> _Problem_: Your answer is the lines from the one that has "pub fn format_wait(ready: bool, attempts: u32)" through the last line of the records below, retyped exactly and alone.

(Beginning of Source material)

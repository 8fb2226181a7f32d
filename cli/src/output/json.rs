//! JSON output helpers.
//!
//! Every `--json` code path prints one pretty-printed document on stdout:
//! the command's result on success, or the error object below on failure.

use anyhow::{Context, Result};
use serde::Serialize;

/// Format the JSON error object printed when a command fails.
///
/// Output (pretty-printed):
/// ```json
/// {
///   "error": true,
///   "message": "...",
///   "code": "..."
/// }
/// ```
///
/// # Errors
///
/// Returns an error if JSON serialization fails.
pub fn format_error(message: &str, code: &str) -> Result<String> {
    let obj = serde_json::json!({
        "error": true,
        "message": message,
        "code": code,
    });
    serde_json::to_string_pretty(&obj).context("JSON serialization failed")
}

/// Pretty-print any serializable result.
///
/// # Errors
///
/// Returns an error if JSON serialization fails.
pub fn format_value(value: &impl Serialize) -> Result<String> {
    serde_json::to_string_pretty(value).context("JSON serialization failed")
}

/// Stable error code for the JSON error object, derived from the error's
/// root domain type.
#[must_use]
pub fn error_code(err: &anyhow::Error) -> &'static str {
    use crate::domain::error::{
        ConfigError, EditError, PrerequisiteError, SessionError, StepError, TemplateError,
    };
    if let Some(e) = err.downcast_ref::<SessionError>() {
        return if e.is_transport() {
            "TRANSPORT"
        } else {
            "COMMAND_FAILED"
        };
    }
    if err.downcast_ref::<StepError>().is_some() {
        return "STEP_FAILED";
    }
    if err.downcast_ref::<PrerequisiteError>().is_some() {
        return "PREREQUISITE";
    }
    if err.downcast_ref::<ConfigError>().is_some() {
        return "CONFIG";
    }
    if err.downcast_ref::<TemplateError>().is_some() {
        return "TEMPLATE";
    }
    if err.downcast_ref::<EditError>().is_some() {
        return "EDIT";
    }
    "ERROR"
}
//! Output styles using owo-colors stylesheet pattern

use owo_colors::Style;

/// Centralized stylesheet for CLI output colors.
#[derive(Default, Clone)]
pub struct Styles {
    /// Success messages (green)
    pub success: Style,
    /// Warning messages (yellow)
    pub warning: Style,
    /// Error messages (red)
    pub error: Style,
    /// Progress steps (cyan)
    pub step: Style,
    /// Info messages (blue)
    pub info: Style,
    /// Dimmed/secondary text, including forwarded remote output
    pub dim: Style,
    /// Bold text
    pub bold: Style,
    /// Headers/section titles
    pub header: Style,
}

impl Styles {
    /// Apply colors to the stylesheet.
    pub fn colorize(&mut self) {
        self.success = Style::new().green();
        self.warning = Style::new().yellow();
        self.error = Style::new().red();
        self.step = Style::new().cyan();
        self.info = Style::new().blue();
        self.dim = Style::new().dimmed();
        self.bold = Style::new().bold();
        self.header = Style::new().bold().cyan();
    }
}
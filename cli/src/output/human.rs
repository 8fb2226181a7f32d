//! Human-readable terminal renderer.

use std::path::Path;

use owo_colors::OwoColorize as _;

use crate::domain::health::{DoctorReport, SSH_MIN_VERSION, RSYNC_MIN_VERSION, ToolCheck};
use crate::domain::playbook::PlaybookKind;
use crate::domain::summary::{RunSummary, StepRecord};
use crate::output::OutputContext;

/// Renders domain types as human-readable terminal output using `OutputContext`.
pub struct HumanRenderer<'a> {
    ctx: &'a OutputContext,
}

impl<'a> HumanRenderer<'a> {
    /// Create a new `HumanRenderer` wrapping the given output context.
    #[must_use]
    pub fn new(ctx: &'a OutputContext) -> Self {
        Self { ctx }
    }

    /// Render the CLI version information.
    pub fn render_version(&self, version: &str) {
        if self.ctx.quiet {
            return;
        }
        self.ctx.info(&format!("hostkit v{version}"));
    }

    /// Render the playbook catalogue.
    pub fn render_playbooks(&self) {
        if self.ctx.quiet {
            return;
        }
        println!();
        for kind in PlaybookKind::ALL {
            println!(
                "  {:<12} {}",
                kind.name().style(self.ctx.styles.bold),
                kind.description()
            );
            println!(
                "  {:<12} {}",
                "",
                format!("phases: {}", kind.phases().join(", ")).style(self.ctx.styles.dim)
            );
        }
        println!();
    }

    /// Render flattened configuration entries.
    pub fn render_config(&self, entries: &[(String, String)], path: &Path) {
        println!();
        println!(
            "  {}",
            format!("Configuration ({})", path.display()).style(self.ctx.styles.header)
        );
        println!();
        let width = entries.iter().map(|(k, _)| k.len()).max().unwrap_or(0) + 1;
        for (key, value) in entries {
            println!("  {:<width$} {}", format!("{key}:"), value, width = width + 1);
        }
        println!();
    }

    /// Render doctor results.
    pub fn render_doctor(&self, report: &DoctorReport, verbose: bool) {
        println!();
        println!("  {}", "hostkit health check".style(self.ctx.styles.header));
        println!();

        println!("  Local tools:");
        self.print_tool(&report.local.ssh, &SSH_MIN_VERSION.to_string());
        self.print_tool(&report.local.rsync, &RSYNC_MIN_VERSION.to_string());
        println!();

        println!("  Configuration:");
        if report.local.missing_keys.is_empty() {
            self.print_check(true, "required keys present");
        }
        for key in &report.local.missing_keys {
            self.print_check(false, &format!("missing key '{key}'"));
        }
        println!();

        println!("  Remote:");
        match &report.remote {
            None => self.print_check(false, "not checked (remote/user missing)"),
            Some(remote) if remote.reachable => {
                self.print_check(true, &format!("{} reachable", remote.host));
                if let Some(os) = &remote.distribution {
                    println!("      {}", os.style(self.ctx.styles.dim));
                }
            }
            Some(remote) => {
                self.print_check(false, &format!("{} unreachable", remote.host));
                if verbose && let Some(error) = &remote.error {
                    println!("      {}", error.style(self.ctx.styles.dim));
                }
            }
        }

        println!();
        if report.is_healthy() {
            println!(
                "  {} Everything looks good!",
                "\u{2713}".style(self.ctx.styles.success)
            );
        } else {
            let issues = report.local.issues().len()
                + usize::from(report.remote.as_ref().is_none_or(|r| !r.reachable));
            let hint = if verbose {
                ""
            } else {
                " Run with -v for details."
            };
            println!(
                "  {} Found {issues} issue(s).{hint}",
                "\u{2717}".style(self.ctx.styles.error),
            );
        }
        println!();
    }

    /// Render the end-of-run summary.
    pub fn render_summary(&self, summary: &RunSummary) {
        if self.ctx.quiet {
            return;
        }
        let tally = summary.tally();
        println!();
        println!(
            "  {}",
            format!("{} on {}", summary.playbook, summary.host).style(self.ctx.styles.header)
        );
        self.ctx.kv("Phases:", &summary.phases.join(", "));
        self.ctx.kv(
            "Steps:",
            &format!(
                "{} applied, {} already satisfied, {} failed",
                tally.applied, tally.already_satisfied, tally.failed
            ),
        );
        for record in &summary.records {
            if let StepRecord::Wait { name, result } = record {
                self.ctx.kv(
                    "Wait:",
                    &format!("{name}: {}", format_wait(result.is_ready(), result.attempts())),
                );
            }
        }
        if let Some(finished) = summary.finished_at {
            let secs = (finished - summary.started_at).num_seconds().max(0);
            self.ctx.kv("Duration:", &format_duration(secs.unsigned_abs()));
        }
        for warning in &summary.warnings {
            self.ctx.warn(warning);
        }
        println!();
    }

    fn print_tool(&self, tool: &ToolCheck, min: &str) {
        if !tool.found {
            self.print_check(false, &format!("{} not found", tool.name));
            return;
        }
        let version = tool.version.as_deref().unwrap_or("unknown version");
        self.print_check(
            tool.version_ok,
            &format!("{} {version} (need \u{2265} {min})", tool.name),
        );
    }

    fn print_check(&self, ok: bool, msg: &str) {
        if ok {
            println!("    {} {msg}", "\u{2713}".style(self.ctx.styles.success));
        } else {
            println!("    {} {msg}", "\u{2717}".style(self.ctx.styles.error));
        }
    }
}

// ── Display helpers (used by tests and output layer) ─────────────────────────

#[must_use]
pub fn format_duration(seconds: u64) -> String {
    let minutes = seconds / 60;
    let secs = seconds % 60;
    if minutes > 0 {
        format!("{minutes}m {secs}s")
    } else {
        format!("{secs}s")
    }
}

#[must_use]
pub fn format_wait(ready: bool, attempts: u32) -> String {
    if ready {
        format!("ready after {attempts} attempt(s)")
    } else {
        format!("timed out after {attempts} attempt(s)")
    }
}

(End of Source material)

> _Result_:
pub fn format_wait(ready: bool, attempts: u32) -> String {
    if ready {
        format!("ready after {attempts} attempt(s)")
    } else {
        format!("timed out after {attempts} attempt(s)")
    }
}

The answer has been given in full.